__Collected data__
********

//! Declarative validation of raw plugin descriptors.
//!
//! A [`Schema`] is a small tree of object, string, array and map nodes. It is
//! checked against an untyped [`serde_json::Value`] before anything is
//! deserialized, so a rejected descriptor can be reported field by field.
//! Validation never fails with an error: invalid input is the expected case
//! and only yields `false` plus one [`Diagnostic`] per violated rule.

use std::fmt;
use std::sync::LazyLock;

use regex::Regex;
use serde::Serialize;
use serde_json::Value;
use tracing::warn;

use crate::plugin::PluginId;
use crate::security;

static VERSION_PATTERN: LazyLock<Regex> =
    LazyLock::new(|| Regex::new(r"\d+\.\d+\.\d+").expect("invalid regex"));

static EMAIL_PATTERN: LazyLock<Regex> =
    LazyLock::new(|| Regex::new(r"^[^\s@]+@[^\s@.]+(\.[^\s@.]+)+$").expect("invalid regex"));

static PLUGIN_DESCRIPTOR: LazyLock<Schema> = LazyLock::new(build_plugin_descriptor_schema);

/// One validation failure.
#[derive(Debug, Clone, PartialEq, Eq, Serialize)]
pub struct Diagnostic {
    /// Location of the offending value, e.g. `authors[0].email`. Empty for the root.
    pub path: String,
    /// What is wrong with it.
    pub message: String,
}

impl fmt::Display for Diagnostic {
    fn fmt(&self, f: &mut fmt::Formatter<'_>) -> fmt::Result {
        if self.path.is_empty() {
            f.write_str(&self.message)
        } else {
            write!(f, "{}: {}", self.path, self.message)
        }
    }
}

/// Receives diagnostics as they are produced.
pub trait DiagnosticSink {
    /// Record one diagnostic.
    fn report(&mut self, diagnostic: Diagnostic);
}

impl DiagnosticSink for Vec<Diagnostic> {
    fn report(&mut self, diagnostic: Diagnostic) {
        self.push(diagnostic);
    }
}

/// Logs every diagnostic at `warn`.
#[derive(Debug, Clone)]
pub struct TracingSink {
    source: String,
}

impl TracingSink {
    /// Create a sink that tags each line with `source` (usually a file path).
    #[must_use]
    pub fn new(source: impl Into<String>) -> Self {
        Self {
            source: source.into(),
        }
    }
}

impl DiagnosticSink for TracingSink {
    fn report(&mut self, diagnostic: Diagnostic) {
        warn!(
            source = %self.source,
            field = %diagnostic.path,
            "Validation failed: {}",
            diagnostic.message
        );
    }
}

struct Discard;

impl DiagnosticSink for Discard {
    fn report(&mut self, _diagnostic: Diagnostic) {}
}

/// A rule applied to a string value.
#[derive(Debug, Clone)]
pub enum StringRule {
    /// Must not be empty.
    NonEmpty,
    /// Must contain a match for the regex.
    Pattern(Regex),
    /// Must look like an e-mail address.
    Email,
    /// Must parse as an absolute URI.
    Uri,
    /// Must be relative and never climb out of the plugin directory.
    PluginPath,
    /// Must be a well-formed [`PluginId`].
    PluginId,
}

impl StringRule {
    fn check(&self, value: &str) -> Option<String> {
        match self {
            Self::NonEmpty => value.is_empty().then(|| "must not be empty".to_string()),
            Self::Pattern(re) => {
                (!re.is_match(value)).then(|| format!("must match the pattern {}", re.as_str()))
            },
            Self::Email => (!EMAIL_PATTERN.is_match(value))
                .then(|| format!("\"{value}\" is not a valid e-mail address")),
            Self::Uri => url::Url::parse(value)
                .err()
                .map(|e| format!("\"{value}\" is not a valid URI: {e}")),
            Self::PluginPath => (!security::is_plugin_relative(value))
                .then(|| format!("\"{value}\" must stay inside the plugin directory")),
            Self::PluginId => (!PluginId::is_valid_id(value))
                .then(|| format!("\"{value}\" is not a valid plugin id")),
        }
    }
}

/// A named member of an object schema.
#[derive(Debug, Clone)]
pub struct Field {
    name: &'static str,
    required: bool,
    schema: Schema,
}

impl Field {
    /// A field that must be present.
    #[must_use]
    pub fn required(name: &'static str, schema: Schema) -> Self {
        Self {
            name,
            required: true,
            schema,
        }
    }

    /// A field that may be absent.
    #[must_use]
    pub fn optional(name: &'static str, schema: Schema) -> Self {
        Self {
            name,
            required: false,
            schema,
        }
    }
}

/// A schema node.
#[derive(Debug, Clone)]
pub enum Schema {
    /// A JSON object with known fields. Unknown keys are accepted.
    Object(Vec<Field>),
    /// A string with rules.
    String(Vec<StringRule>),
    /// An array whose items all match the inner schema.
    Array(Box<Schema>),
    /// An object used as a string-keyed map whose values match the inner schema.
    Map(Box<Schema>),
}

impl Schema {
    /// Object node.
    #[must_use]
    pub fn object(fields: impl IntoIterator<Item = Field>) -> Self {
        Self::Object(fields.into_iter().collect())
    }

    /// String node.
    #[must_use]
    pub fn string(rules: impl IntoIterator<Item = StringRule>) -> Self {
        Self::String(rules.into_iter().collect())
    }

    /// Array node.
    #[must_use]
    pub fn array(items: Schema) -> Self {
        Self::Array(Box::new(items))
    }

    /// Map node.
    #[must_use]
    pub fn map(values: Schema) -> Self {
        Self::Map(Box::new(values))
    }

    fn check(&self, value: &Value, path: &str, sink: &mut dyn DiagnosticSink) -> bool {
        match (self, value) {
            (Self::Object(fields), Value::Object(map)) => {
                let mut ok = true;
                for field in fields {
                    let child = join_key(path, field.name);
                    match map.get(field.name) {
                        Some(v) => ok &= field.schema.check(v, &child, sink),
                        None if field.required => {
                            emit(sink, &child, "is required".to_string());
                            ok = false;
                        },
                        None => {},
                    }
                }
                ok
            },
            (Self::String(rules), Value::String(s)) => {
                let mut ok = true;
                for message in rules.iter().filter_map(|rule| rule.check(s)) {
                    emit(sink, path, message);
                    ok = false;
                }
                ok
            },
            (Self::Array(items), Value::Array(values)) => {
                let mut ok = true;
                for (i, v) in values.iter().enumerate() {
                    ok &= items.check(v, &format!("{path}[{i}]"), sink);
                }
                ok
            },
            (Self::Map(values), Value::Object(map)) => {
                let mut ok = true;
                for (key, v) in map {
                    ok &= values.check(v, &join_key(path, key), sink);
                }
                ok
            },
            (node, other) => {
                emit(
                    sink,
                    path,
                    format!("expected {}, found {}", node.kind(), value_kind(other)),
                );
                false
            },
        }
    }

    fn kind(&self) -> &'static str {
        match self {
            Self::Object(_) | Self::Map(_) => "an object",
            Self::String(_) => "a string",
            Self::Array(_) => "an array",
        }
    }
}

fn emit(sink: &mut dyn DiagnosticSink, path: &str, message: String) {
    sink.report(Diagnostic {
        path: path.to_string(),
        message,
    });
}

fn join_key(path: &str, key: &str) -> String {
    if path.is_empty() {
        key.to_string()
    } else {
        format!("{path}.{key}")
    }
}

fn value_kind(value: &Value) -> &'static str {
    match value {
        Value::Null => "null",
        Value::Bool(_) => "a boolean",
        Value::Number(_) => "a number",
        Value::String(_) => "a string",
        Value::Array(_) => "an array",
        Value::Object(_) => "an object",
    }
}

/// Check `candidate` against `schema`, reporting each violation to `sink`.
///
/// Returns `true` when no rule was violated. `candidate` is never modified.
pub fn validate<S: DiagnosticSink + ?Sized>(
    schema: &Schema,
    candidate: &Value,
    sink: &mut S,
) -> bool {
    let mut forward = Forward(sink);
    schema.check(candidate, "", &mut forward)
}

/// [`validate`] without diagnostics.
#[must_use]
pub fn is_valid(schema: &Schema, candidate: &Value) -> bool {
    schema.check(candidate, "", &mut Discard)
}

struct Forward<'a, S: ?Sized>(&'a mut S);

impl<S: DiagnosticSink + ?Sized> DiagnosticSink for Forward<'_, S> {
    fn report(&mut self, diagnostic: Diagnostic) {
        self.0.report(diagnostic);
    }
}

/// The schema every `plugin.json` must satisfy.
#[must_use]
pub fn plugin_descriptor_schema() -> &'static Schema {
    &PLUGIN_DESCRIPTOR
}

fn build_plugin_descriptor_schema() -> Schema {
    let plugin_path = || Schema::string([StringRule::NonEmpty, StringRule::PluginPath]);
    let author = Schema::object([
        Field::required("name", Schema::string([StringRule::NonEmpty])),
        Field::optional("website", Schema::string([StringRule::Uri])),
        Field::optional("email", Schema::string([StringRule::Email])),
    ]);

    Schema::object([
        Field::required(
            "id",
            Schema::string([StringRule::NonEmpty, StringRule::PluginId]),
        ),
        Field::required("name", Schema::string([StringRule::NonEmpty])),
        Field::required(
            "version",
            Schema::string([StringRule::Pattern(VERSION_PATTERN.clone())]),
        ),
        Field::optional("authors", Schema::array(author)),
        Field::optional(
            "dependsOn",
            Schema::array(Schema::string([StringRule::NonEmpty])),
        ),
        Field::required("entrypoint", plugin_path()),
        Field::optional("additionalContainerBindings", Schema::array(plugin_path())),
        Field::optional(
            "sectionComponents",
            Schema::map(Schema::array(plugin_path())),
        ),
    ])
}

********

__TASK TO COMPLETE__
Wherever the line holding "One validation failure." falls in the entries above, copy exactly from it through the line holding "a file path).", inclusive, and add nothing.

__TASK OUTPUT__
/// One validation failure.
#[derive(Debug, Clone, PartialEq, Eq, Serialize)]
pub struct Diagnostic {
    /// Location of the offending value, e.g. `authors[0].email`. Empty for the root.
    pub path: String,
    /// What is wrong with it.
    pub message: String,
}

impl fmt::Display for Diagnostic {
    fn fmt(&self, f: &mut fmt::Formatter<'_>) -> fmt::Result {
        if self.path.is_empty() {
            f.write_str(&self.message)
        } else {
            write!(f, "{}: {}", self.path, self.message)
        }
    }
}

/// Receives diagnostics as they are produced.
pub trait DiagnosticSink {
    /// Record one diagnostic.
    fn report(&mut self, diagnostic: Diagnostic);
}

impl DiagnosticSink for Vec<Diagnostic> {
    fn report(&mut self, diagnostic: Diagnostic) {
        self.push(diagnostic);
    }
}

/// Logs every diagnostic at `warn`.
#[derive(Debug, Clone)]
pub struct TracingSink {
    source: String,
}

impl TracingSink {
    /// Create a sink that tags each line with `source` (usually a file path).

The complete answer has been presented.